I am trying to extract the lambda-2 criterion from an Exodus solution file following the method in this post. My solution has 3 individual vector components, so I apply a Merge Vector Components filter to create the velocity field, and then attempt to apply a programmable filter on top of that to calculate the lambda-2s, as described in that post. When I hit apply, I get the following error:

ValueError: matmul: Input operand 0 does not have enough dimensions (has 0, gufunc core with signature (n?,k),(k,m?)->(n?,m?) requires 1)

I have tried troubleshooting the script a few ways but cannot get around this issue. The script works as expected when I generate a mesh with a source in ParaView and create a synthetic velocity field with the Calculator filter, but it refuses to work with the Exodus solution file.

Any help would be appreciated. I have attached both a sample .exo solution file and a ParaView state file to this post for anyone who is interested in debugging.

Thanks,
Kellis

lambda-2-script.pvsm (418.6 KB)
incompressible_3d_wale_cavity_small_solution.exo (792.6 KB)

In version 5.12.0, I incorporated a Merge Blocks filter prior to the Programmable filter, and the following Script did not trigger any errors.

import numpy as np

# Compute the lambda_2 Vortex criterion, see pp.76-77 in
# J. Jeong and F. Hussain, “On the identification of a vortex,” 
#  Journal of Fluid Mechanics, vol. 285, pp. 69–94, 1995, doi: 10.1017/S0022112095000462.

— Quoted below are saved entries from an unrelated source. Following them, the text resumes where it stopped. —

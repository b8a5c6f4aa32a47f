//! Comment stripping ahead of tokenization.

use super::ParseError;

/// Replace `-- line` and `/* block */` comments with blanks.
///
/// Newlines inside comments are kept so line numbers in later errors still
/// point at the source text. String literals (including `E'...'`), quoted identifiers
/// and dollar-quoted bodies are copied through untouched. Block comments nest.
pub fn strip_comments(input: &str) -> Result<String, ParseError> {
    let mut out = String::with_capacity(input.len());
    let mut chars = input.char_indices().peekable();
    let mut line = 1;

    while let Some((idx, c)) = chars.next() {
        match c {
            '-' if chars.peek().map(|&(_, n)| n) == Some('-') => {
                out.push(' ');
                while let Some(&(_, n)) = chars.peek() {
                    if n == '\n' {
                        break;
                    }
                    out.push(' ');
                    chars.next();
                }
            }
            '/' if chars.peek().map(|&(_, n)| n) == Some('*') => {
                let start_line = line;
                chars.next();
                out.push_str("  ");
                let mut depth = 1;
                let mut prev = '\0';
                while depth > 0 {
                    let Some((_, n)) = chars.next() else {
                        return Err(ParseError::UnterminatedComment { line: start_line });
                    };
                    if n == '\n' {
                        line += 1;
                        out.push('\n');
                    } else {
                        out.push(' ');
                    }
                    if prev == '/' && n == '*' {
                        depth += 1;
                        prev = '\0';
                    } else if prev == '*' && n == '/' {
                        depth -= 1;
                        prev = '\0';
                    } else {
                        prev = n;
                    }
                }
            }
            'E' | 'e'
                if chars.peek().map(|&(_, n)| n) == Some('\'') && !follows_word(input, idx) =>
            {
                out.push(c);
                if let Some((_, q)) = chars.next() {
                    out.push(q);
                }
                while let Some((_, n)) = chars.next() {
                    out.push(n);
                    if n == '\n' {
                        line += 1;
                    }
                    if n == '\\' {
                        if let Some((_, escaped)) = chars.next() {
                            out.push(escaped);
                            if escaped == '\n' {
                                line += 1;
                            }
                        }
                    } else if n == '\'' {
                        break;
                    }
                }
            }
            '\'' | '"' => {
                out.push(c);
                // A doubled quote closes and reopens, which copies through unchanged.
                for (_, n) in chars.by_ref() {
                    out.push(n);
                    if n == '\n' {
                        line += 1;
                    }
                    if n == c {
                        break;
                    }
                }
            }
            '$' => {
                let rest = &input[idx..];
                match dollar_delimiter(rest) {
                    Some(delim) => {
                        let body_end = rest[delim.len()..]
                            .find(delim)
                            .map(|off| delim.len() + off + delim.len())
                            .unwrap_or(rest.len());
                        let quoted = &rest[..body_end];
                        out.push_str(quoted);
                        line += quoted.matches('\n').count();
                        while let Some(&(i, _)) = chars.peek() {
                            if i >= idx + body_end {
                                break;
                            }
                            chars.next();
                        }
                    }
                    None => out.push(c),
                }
            }
            '\n' => {
                line += 1;
                out.push(c);
            }
            _ => out.push(c),
        }
    }

    Ok(out)
}

fn follows_word(input: &str, idx: usize) -> bool {
    input[..idx]
        .chars()
        .next_back()
        .is_some_and(|p| p.is_alphanumeric() || p == '_' || p == '$')
}

/// The `$tag$` opener at the start of `s`, if any.
pub(crate) fn dollar_delimiter(s: &str) -> Option<&str> {
    let body = s.strip_prefix('$')?;
    let tag_len: usize = body
        .chars()
        .take_while(|c| c.is_alphanumeric() || *c == '_')
        .map(char::len_utf8)
        .sum();
    if body[..tag_len].starts_with(|c: char| c.is_ascii_digit()) {
        return None;
    }
    if body[tag_len..].starts_with('$') {
        Some(&s[..tag_len + 2])
    } else {
        None
    }
}

#[cfg(test)]
mod tests {
    use super::*;

    #[test]
    fn test_line_comment_removed() {
        let out = strip_comments("CREATE -- note\nTABLE t();").unwrap();
        assert!(!out.contains("note"));
        assert!(out.contains("TABLE t();"));
        assert_eq!(out.lines().count(), 2);
    }

    #[test]
    fn test_block_comment_keeps_newlines() {
        let out = strip_comments("a /* one\ntwo */ b").unwrap();
        assert_eq!(out.len(), "a /* one\ntwo */ b".len());
        assert!(out.starts_with("a "));
        assert!(out.ends_with(" b"));
        assert_eq!(out.matches('\n').count(), 1);
    }

    #[test]
    fn test_nested_block_comment() {
        let out = strip_comments("/* a /* b */ c */ x").unwrap();
        assert_eq!(out.trim(), "x");
    }

    #[test]
    fn test_markers_inside_strings_survive() {
        let out = strip_comments("DEFAULT '-- not a comment' /* gone */").unwrap();
        assert!(out.contains("'-- not a comment'"));
        assert!(!out.contains("gone"));
    }

    #[test]
    fn test_escape_string_survives() {
        let sql = r"DEFAULT E'it\'s -- kept' -- dropped";
        let out = strip_comments(sql).unwrap();
        assert!(out.contains(r"E'it\'s -- kept'"));
        assert!(!out.contains("dropped"));
    }

    #[test]
    fn test_dollar_quoted_body_survives() {
        let sql = "SELECT $fn$ -- kept $fn$; -- dropped";
        let out = strip_comments(sql).unwrap();
        assert!(out.contains("$fn$ -- kept $fn$"));
        assert!(!out.contains("dropped"));
    }

    #[test]
    fn test_unterminated_block_comment() {
        let err = strip_comments("x\n/* open").unwrap_err();
        assert_eq!(err, ParseError::UnterminatedComment { line: 2 });
    }
}
use super::{AnalyzerConfig, Rule};
use crate::diagnostics::{Category, Diagnostic};
use crate::model::SchemaModel;

pub struct MissingPrimaryKey;

impl Rule for MissingPrimaryKey {
    fn name(&self) -> &'static str {
        "missing_primary_key"
    }

    fn description(&self) -> &'static str {
        "Reports tables without a primary key"
    }

    fn check(&self, model: &SchemaModel, _config: &AnalyzerConfig) -> Vec<Diagnostic> {
        model
            .tables
            .iter()
            .filter(|t| t.primary_key.is_empty())
            .map(|t| {
                Diagnostic::warning(
                    Category::MissingPrimaryKey,
                    format!("table `{}` has no primary key", t.name),
                )
                .with_table(&t.name)
                .with_file(&t.source_file)
                .with_hint("add a PRIMARY KEY so rows can be identified")
            })
            .collect()
    }
}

vvector = inputs[0].PointData['velocity']

vstrain = strain(vvector)
vskew = gradient(vvector) - vstrain

aaa = matmul(vstrain, vstrain) + matmul(vskew, vskew)

# since aaa is symmetric, it only has real eigenvalues
lambdas  = np.linalg.eigvals(aaa)
lambdas  = np.real(lambdas )
lambda2 = sort(lambdas)[:,1]

output.DeepCopy(inputs[0].VTKObject)
output.PointData.append(lambda2, 'lambda2')

lambda-2-script_01.pvsm (738.3 KB)

Thank you very much! Applying your script gave the expected results in Paraview 5.11.0 as well.

Cheers,
Kellis

To give some context here:

MergeBlocks converts MultiBlock Data (like Exodus) into Unstructured Grid data. You can work with the MultiBlock data directly, but you have to loop over the blocks. There aren’t a lot of Programmable Filter examples out there with MultiBlock Data to learn from, so most of us use MergeBlocks.